- TASK DATA:
-=-=-=-=-

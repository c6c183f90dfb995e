use crate::core::report::RunReport;
use crate::core::result::ProbeStatus;
use anyhow::Result;

/// Lossless structured form: the report tree exactly as serde sees it,
/// suitable for re-ingestion. Pure; repeated calls are byte-identical.
pub fn to_json(report: &RunReport) -> Result<String> {
    Ok(serde_json::to_string_pretty(report)?)
}

/// Human-readable form: one section per probe result in plan order, one line
/// per finding, errors rendered on their own line. Pure, like `to_json`.
pub fn to_text(report: &RunReport) -> String {
    let mut out = String::new();

    out.push_str("imgprobe diagnostic report\n");
    out.push_str("==========================\n");
    out.push_str(&format!("Target: {}\n", report.target.resource_url));
    if let Some(endpoint) = &report.target.api_endpoint {
        out.push_str(&format!("API endpoint: {}\n", endpoint));
    }
    out.push_str(&format!(
        "Started: {}\n",
        report.started_at.format("%Y-%m-%d %H:%M:%S UTC")
    ));
    out.push_str(&format!(
        "Probe timeout: {}s\n\n",
        report.target.probe_timeout_secs
    ));

    if let Some(case) = &report.case {
        out.push_str("Case Information\n");
        out.push_str(&format!("  case_id: {}\n", case.case_id));
        out.push_str(&format!("  platform: {}\n", case.platform));
        out.push_str(&format!(
            "  recorded_at: {}\n\n",
            case.recorded_at.format("%Y-%m-%d %H:%M:%S UTC")
        ));
    }

    for result in &report.results {
        out.push_str(&format!("Test: {}\n", result.identity));
        out.push_str(&format!("  status: {}\n", status_label(result.status)));
        for (key, value) in &result.details {
            out.push_str(&format!("  {}: {}\n", key, render_value(value)));
        }
        if let Some(error) = &result.error {
            out.push_str(&format!("  Error: [{}] {}\n", error.kind, error.message));
        }
        out.push('\n');
    }

    if !report.artifacts.is_empty() {
        out.push_str("Artifacts:\n");
        for path in &report.artifacts {
            out.push_str(&format!("  {}\n", path.display()));
        }
    }

    out
}

fn status_label(status: ProbeStatus) -> &'static str {
    match status {
        ProbeStatus::Completed => "completed",
        ProbeStatus::Failed => "failed",
        ProbeStatus::Skipped => "skipped",
    }
}

fn render_value(value: &serde_json::Value) -> String {
    match value {
        serde_json::Value::String(s) => s.clone(),
        other => other.to_string(),
    }
}

#[cfg(test)]
mod tests {
    use super::*;
    use crate::core::errors::ProbeFailure;
    use crate::core::report::CaseInfo;
    use crate::core::result::{Details, ProbeResult};
    use crate::core::target::TargetDescriptor;
    use pretty_assertions::assert_eq;
    use serde_json::json;
    use url::Url;

    fn sample_report() -> RunReport {
        let target =
            TargetDescriptor::new(Url::parse("https://img.example.com/photo.jpg").unwrap())
                .with_case("CASE-12".into());
        let mut report = RunReport::new(&target);
        report.case = Some(CaseInfo::new("CASE-12"));

        let mut details = Details::new();
        details.insert("dns_resolved".into(), json!(true));
        details.insert("reachable".into(), json!(true));
        details.insert("status_code".into(), json!(200));
        report
            .results
            .push(ProbeResult::completed("Public Access", details));

        let mut partial = Details::new();
        partial.insert("cert_valid".into(), json!(false));
        report.results.push(ProbeResult::failed(
            "Cert Validation",
            crate::core::result::ProbeError::with_partial(
                ProbeFailure::Tls("self-signed certificate".into()),
                partial,
            ),
        ));

        report
            .results
            .push(ProbeResult::skipped("API Authentication"));
        report
    }

    #[test]
    fn rendering_is_idempotent_in_both_forms() {
        let report = sample_report();
        assert_eq!(to_text(&report), to_text(&report));
        assert_eq!(to_json(&report).unwrap(), to_json(&report).unwrap());
    }

    #[test]
    fn structured_form_round_trips_losslessly() {
        let report = sample_report();
        let decoded: RunReport = serde_json::from_str(&to_json(&report).unwrap()).unwrap();
        assert_eq!(decoded, report);
    }

    #[test]
    fn sections_follow_result_order() {
        let text = to_text(&sample_report());
        let access = text.find("Test: Public Access").unwrap();
        let cert = text.find("Test: Cert Validation").unwrap();
        let auth = text.find("Test: API Authentication").unwrap();
        assert!(access < cert && cert < auth);
    }

    #[test]
    fn errors_render_on_their_own_tagged_line() {
        let text = to_text(&sample_report());
        assert!(text.contains("  Error: [tls] TLS verification failed: self-signed certificate"));
        // findings gathered before the failure still render as findings
        assert!(text.contains("  cert_valid: false"));
    }

    #[test]
    fn skipped_results_stay_visible() {
        let text = to_text(&sample_report());
        assert!(text.contains("Test: API Authentication\n  status: skipped"));
    }

    #[test]
    fn case_section_is_not_a_probe_section() {
        let text = to_text(&sample_report());
        assert!(text.contains("Case Information\n  case_id: CASE-12"));
        assert!(!text.contains("Test: Case Information"));
    }
}
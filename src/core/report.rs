use super::result::{ProbeResult, ProbeStatus};
use super::target::TargetDescriptor;
use chrono::{DateTime, Utc};
use serde::{Deserialize, Serialize};
use std::path::PathBuf;

/// Report-facing view of the target. The credential itself never leaves the
/// descriptor; only its presence is recorded.
#[derive(Debug, Clone, PartialEq, Serialize, Deserialize)]
pub struct TargetSummary {
    pub resource_url: String,
    #[serde(default, skip_serializing_if = "Option::is_none")]
    pub api_endpoint: Option<String>,
    pub credential_present: bool,
    pub probe_timeout_secs: u64,
}

impl From<&TargetDescriptor> for TargetSummary {
    fn from(target: &TargetDescriptor) -> Self {
        Self {
            resource_url: target.resource_url.to_string(),
            api_endpoint: target.api_endpoint.as_ref().map(|u| u.to_string()),
            credential_present: target.api_credential.is_some(),
            probe_timeout_secs: target.probe_timeout.as_secs(),
        }
    }
}

/// Report-level case annotation. Not a probe result.
#[derive(Debug, Clone, PartialEq, Serialize, Deserialize)]
pub struct CaseInfo {
    pub case_id: String,
    pub platform: String,
    pub recorded_at: DateTime<Utc>,
}

impl CaseInfo {
    pub fn new(case_id: &str) -> Self {
        Self {
            case_id: case_id.to_string(),
            platform: format!("{}-{}", std::env::consts::OS, std::env::consts::ARCH),
            recorded_at: Utc::now(),
        }
    }
}

/// The aggregate outcome of one run. Owned by the orchestrator while probes
/// execute; afterwards only the retry controller replaces single entries.
#[derive(Debug, Clone, PartialEq, Serialize, Deserialize)]
pub struct RunReport {
    pub target: TargetSummary,
    pub started_at: DateTime<Utc>,
    #[serde(default, skip_serializing_if = "Option::is_none")]
    pub case: Option<CaseInfo>,
    pub results: Vec<ProbeResult>,
    #[serde(default, skip_serializing_if = "Vec::is_empty")]
    pub artifacts: Vec<PathBuf>,
}

impl RunReport {
    pub fn new(target: &TargetDescriptor) -> Self {
        Self {
            target: TargetSummary::from(target),
            started_at: Utc::now(),
            case: None,
            results: Vec::new(),
            artifacts: Vec::new(),
        }
    }

    pub fn result(&self, identity: &str) -> Option<&ProbeResult> {
        self.results.iter().find(|r| r.identity == identity)
    }

    pub fn position(&self, identity: &str) -> Option<usize> {
        self.results.iter().position(|r| r.identity == identity)
    }

    pub fn count(&self, status: ProbeStatus) -> usize {
        self.results.iter().filter(|r| r.status == status).count()
    }
}

#[cfg(test)]
mod tests {
    use super::*;
    use crate::core::errors::ProbeFailure;
    use crate::core::result::Details;
    use url::Url;

    fn target_with_api() -> TargetDescriptor {
        TargetDescriptor::new(Url::parse("https://img.example.com/a.jpg").unwrap()).with_api(
            Url::parse("https://api.example.com/v1").unwrap(),
            "super-secret-token".into(),
        )
    }

    #[test]
    fn summary_never_carries_the_credential() {
        let report = RunReport::new(&target_with_api());
        let encoded = serde_json::to_string(&report).unwrap();
        assert!(!encoded.contains("super-secret-token"));
        assert!(report.target.credential_present);
    }

    #[test]
    fn lookup_by_identity() {
        let mut report = RunReport::new(&target_with_api());
        report
            .results
            .push(ProbeResult::completed("Public Access", Details::new()));
        report.results.push(ProbeResult::failed(
            "Cert Validation",
            ProbeFailure::Tls("bad chain".into()).into(),
        ));
        report.results.push(ProbeResult::skipped("Rate Limit Test"));

        assert_eq!(report.position("Cert Validation"), Some(1));
        assert_eq!(report.count(ProbeStatus::Completed), 1);
        assert_eq!(report.count(ProbeStatus::Failed), 1);
        assert_eq!(report.count(ProbeStatus::Skipped), 1);
        assert!(report.result("DNS Records").is_none());
    }
}
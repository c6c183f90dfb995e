use super::errors::{ClassifiedError, ProbeFailure};
use indexmap::IndexMap;
use serde::{Deserialize, Serialize};

/// Ordered probe-specific findings. Insertion order is preserved so the
/// rendered report reads the way the probe recorded it.
pub type Details = IndexMap<String, serde_json::Value>;

#[derive(Debug, Clone, Copy, PartialEq, Eq, Serialize, Deserialize)]
#[serde(rename_all = "snake_case")]
pub enum ProbeStatus {
    Completed,
    Failed,
    Skipped,
}

/// A classified failure plus whatever findings the probe gathered before it
/// failed. A DNS success followed by a refused GET keeps the DNS finding.
#[derive(Debug, Clone, PartialEq)]
pub struct ProbeError {
    pub failure: ProbeFailure,
    pub partial: Details,
}

impl ProbeError {
    pub fn with_partial(failure: ProbeFailure, partial: Details) -> Self {
        Self { failure, partial }
    }
}

impl From<ProbeFailure> for ProbeError {
    fn from(failure: ProbeFailure) -> Self {
        Self {
            failure,
            partial: Details::new(),
        }
    }
}

/// What a probe's `run` returns to the orchestrator.
pub type Outcome = Result<Details, ProbeError>;

#[derive(Debug, Clone, PartialEq, Serialize, Deserialize)]
pub struct ProbeResult {
    pub identity: String,
    pub status: ProbeStatus,
    #[serde(default, skip_serializing_if = "IndexMap::is_empty")]
    pub details: Details,
    #[serde(default, skip_serializing_if = "Option::is_none")]
    pub error: Option<ClassifiedError>,
}

impl ProbeResult {
    pub fn completed(identity: &str, details: Details) -> Self {
        Self {
            identity: identity.to_string(),
            status: ProbeStatus::Completed,
            details,
            error: None,
        }
    }

    pub fn failed(identity: &str, error: ProbeError) -> Self {
        Self {
            identity: identity.to_string(),
            status: ProbeStatus::Failed,
            details: error.partial,
            error: Some(ClassifiedError::from(&error.failure)),
        }
    }

    pub fn skipped(identity: &str) -> Self {
        Self {
            identity: identity.to_string(),
            status: ProbeStatus::Skipped,
            details: Details::new(),
            error: None,
        }
    }

    pub fn from_outcome(identity: &str, outcome: Outcome) -> Self {
        match outcome {
            Ok(details) => Self::completed(identity, details),
            Err(error) => Self::failed(identity, error),
        }
    }

    pub fn is_retryable_failure(&self) -> bool {
        self.status == ProbeStatus::Failed
            && self.error.as_ref().is_some_and(|e| e.is_retryable())
    }
}
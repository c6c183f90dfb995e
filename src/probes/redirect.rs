use super::{classify, Probe, ProbeContext};
use crate::core::errors::ProbeFailure;
use crate::core::result::{Details, Outcome, ProbeError};
use crate::core::target::TargetDescriptor;
use async_trait::async_trait;
use reqwest::header::LOCATION;
use serde_json::json;
use url::Url;

const MAX_REDIRECTS: usize = 10;

/// Walks the redirect chain hop by hop so every intermediate status code is
/// preserved in order, along with the final URL.
pub struct RedirectCheck;

#[async_trait]
impl Probe for RedirectCheck {
    fn identity(&self) -> &'static str {
        "Redirect Check"
    }

    async fn run(&self, target: &TargetDescriptor, ctx: &ProbeContext) -> Outcome {
        let mut chain: Vec<u16> = Vec::new();
        let mut current: Url = target.resource_url.clone();

        for _ in 0..=MAX_REDIRECTS {
            let response = ctx
                .no_redirect_client()
                .get(current.clone())
                .timeout(target.probe_timeout)
                .send()
                .await;
            let resp = match response {
                Ok(resp) => resp,
                Err(e) => {
                    return Err(ProbeError::with_partial(
                        classify(&e, target.probe_timeout),
                        chain_details(&chain, &current, None),
                    ));
                }
            };

            let status = resp.status();
            if !status.is_redirection() {
                return Ok(chain_details(&chain, &current, Some(status.as_u16())));
            }

            chain.push(status.as_u16());
            let location = resp
                .headers()
                .get(LOCATION)
                .and_then(|v| v.to_str().ok())
                .map(str::to_string);
            let Some(location) = location else {
                return Err(ProbeError::with_partial(
                    ProbeFailure::Protocol(format!("{} redirect without Location header", status)),
                    chain_details(&chain, &current, Some(status.as_u16())),
                ));
            };
            current = match current.join(&location) {
                Ok(next) => next,
                Err(e) => {
                    return Err(ProbeError::with_partial(
                        ProbeFailure::Protocol(format!("unusable Location {location:?}: {e}")),
                        chain_details(&chain, &current, Some(status.as_u16())),
                    ));
                }
            };
        }

        Err(ProbeError::with_partial(
            ProbeFailure::Protocol(format!("more than {MAX_REDIRECTS} redirects")),
            chain_details(&chain, &current, None),
        ))
    }
}

fn chain_details(chain: &[u16], final_url: &Url, final_status: Option<u16>) -> Details {
    let mut details = Details::new();
    details.insert("is_redirecting".into(), json!(!chain.is_empty()));
    details.insert("chain".into(), json!(chain));
    details.insert("final_url".into(), json!(final_url.as_str()));
    if let Some(status) = final_status {
        details.insert("final_status".into(), json!(status));
    }
    details
}

#[cfg(test)]
mod tests {
    use super::*;
    use pretty_assertions::assert_eq;
    use wiremock::matchers::{method, path};
    use wiremock::{Mock, MockServer, ResponseTemplate};

    #[tokio::test]
    async fn records_the_chain_in_hop_order() {
        let server = MockServer::start().await;
        Mock::given(method("GET"))
            .and(path("/start"))
            .respond_with(ResponseTemplate::new(302).insert_header("Location", "/mid"))
            .mount(&server)
            .await;
        Mock::given(method("GET"))
            .and(path("/mid"))
            .respond_with(ResponseTemplate::new(301).insert_header("Location", "/end"))
            .mount(&server)
            .await;
        Mock::given(method("GET"))
            .and(path("/end"))
            .respond_with(ResponseTemplate::new(200))
            .mount(&server)
            .await;

        let target =
            TargetDescriptor::new(Url::parse(&format!("{}/start", server.uri())).unwrap());
        let details = RedirectCheck
            .run(&target, &ProbeContext::new())
            .await
            .unwrap();

        assert_eq!(details["is_redirecting"], json!(true));
        assert_eq!(details["chain"], json!([302, 301]));
        assert_eq!(details["final_status"], json!(200));
        assert!(details["final_url"]
            .as_str()
            .unwrap()
            .ends_with("/end"));
    }

    #[tokio::test]
    async fn direct_response_reports_no_redirect() {
        let server = MockServer::start().await;
        Mock::given(method("GET"))
            .respond_with(ResponseTemplate::new(200))
            .mount(&server)
            .await;

        let target = TargetDescriptor::new(Url::parse(&server.uri()).unwrap());
        let details = RedirectCheck
            .run(&target, &ProbeContext::new())
            .await
            .unwrap();

        assert_eq!(details["is_redirecting"], json!(false));
        assert_eq!(details["chain"], json!([]));
    }

    #[tokio::test]
    async fn redirect_without_location_is_a_protocol_failure() {
        let server = MockServer::start().await;
        Mock::given(method("GET"))
            .respond_with(ResponseTemplate::new(302))
            .mount(&server)
            .await;

        let target = TargetDescriptor::new(Url::parse(&server.uri()).unwrap());
        let err = RedirectCheck
            .run(&target, &ProbeContext::new())
            .await
            .unwrap_err();

        assert_eq!(err.failure.kind(), "protocol");
        assert_eq!(err.partial["chain"], json!([302]));
    }
}
use super::{classify, Probe, ProbeContext};
use crate::core::result::{Details, Outcome, ProbeError};
use crate::core::target::TargetDescriptor;
use async_trait::async_trait;
use serde_json::json;
use std::time::{Duration, Instant};

/// Stricter budget than the run default: a borderline-slow origin should
/// show up here even when the other probes pass.
const LATENCY_BUDGET: Duration = Duration::from_secs(5);

/// Round-trip time for one GET under a fixed 5s budget. The elapsed time is
/// recorded even when the request fails, so a timeout still tells the reader
/// how long it waited.
pub struct LatencyCheck;

#[async_trait]
impl Probe for LatencyCheck {
    fn identity(&self) -> &'static str {
        "Latency & Timeout"
    }

    fn timeout(&self, _target: &TargetDescriptor) -> Duration {
        // one second of grace so the request-level deadline below fires first
        LATENCY_BUDGET + Duration::from_secs(1)
    }

    async fn run(&self, target: &TargetDescriptor, ctx: &ProbeContext) -> Outcome {
        let mut details = Details::new();
        details.insert("budget_seconds".into(), json!(LATENCY_BUDGET.as_secs()));

        let start = Instant::now();
        let response = ctx
            .client()
            .get(target.resource_url.clone())
            .timeout(LATENCY_BUDGET)
            .send()
            .await;
        let elapsed = start.elapsed();
        details.insert(
            "latency_seconds".into(),
            json!((elapsed.as_secs_f64() * 1000.0).round() / 1000.0),
        );

        match response {
            Ok(resp) => {
                details.insert("status_code".into(), json!(resp.status().as_u16()));
                Ok(details)
            }
            Err(e) => Err(ProbeError::with_partial(
                classify(&e, LATENCY_BUDGET),
                details,
            )),
        }
    }
}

-=-=-=-=-

- WORK TO BE COMPLETED:
Within the data, how many lines hold the word "other"? State the number alone.

- EXERCISE ANSWER:
2